DataDirect XQuery™ Performance: Generating SQL

Implementing XQuery efficiently for relational databases is not trivial, because XQuery and SQL support different operations on quite different data models. At DataDirect, we emphasized performance and scalability in the design of our XQuery engine from the beginning, with a strong focus on relational data. This paper presents some of the techniques we use to generate efficient SQL for relational databases to implement XQuery for these data sources.

These techniques work, and give us better performance than other XQuery implementations. Some XQuery implementations we have tested return an entire table for queries where we return only part of a single row. Others generate the same SQL regardless of the database involved, a strategy which simply can not offer good performance. Some XQuery implementations rely on the least-common-denominator functionality of the least capable JDBC drivers, which limits performance significantly. Some XQuery implementations perform most XQuery functions in the XQuery engine instead of evaluating them in the database.

DataDirect is the leading vendor of database connectivity software, and we know how to measure performance and scalability. We have spent many man-years developing extensive XQuery performance test suites, and we run these suites regularly as part of our standard development cycle. When our support staff identifies interesting customer performance scenarios, these are added to our performance test suites. In our testing, we have been pleased to find that applications written using DataDirect XQuery™ generally perform better than equivalent applications written using SQL, JDBC, and an XML API. Not all XQuery implementations can offer that kind of performance.

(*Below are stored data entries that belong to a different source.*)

//! SQLite backend for the survey store.
//!
//! Wraps [`tokio_rusqlite`] so all database access runs on a dedicated thread
//! without blocking the async runtime.

mod encode;
mod schema;
mod store;

pub mod error;

pub use error::{Error, Result};
pub use store::SqliteStore;

#[cfg(test)]
mod tests;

In this paper, we will explain some of the techniques we have developed, showing the SQL that DataDirect XQuery generates for a number of specific XQueries. If you want to see the SQL generated for one of your queries, you can do that using the profiler provided by your database vendor. If you are comparing XQuery products, comparing the SQL they generate can help you understand how these products will perform. Most of the generated SQL shown in this paper is for Oracle 10gR2 — SQL generated for other databases may look significantly different.

Overview

Before we explore individual queries, let's take a high-level look at the techniques we use. Most of the specific techniques we show later are based on the following general principles:

  1. Minimize data retrieval.

    Moving data is expensive. In DataDirect XQuery, the SQL we generate is as selective as possible, retrieving only the data needed to create the results of a query. Some XQuery implementations we have tested return an entire table for queries where we return only part of a single row.

  2. Leverage the database.

    In DataDirect XQuery, operations that can be performed in SQL are pushed down into the database, where the relational query optimizer can leverage indexes and other structures. The performance gains this brings are particularly important for joins, Order By clauses, and SQL functions. This also reduces data retrieval, since data need not be retrieved for operations to be done in the database.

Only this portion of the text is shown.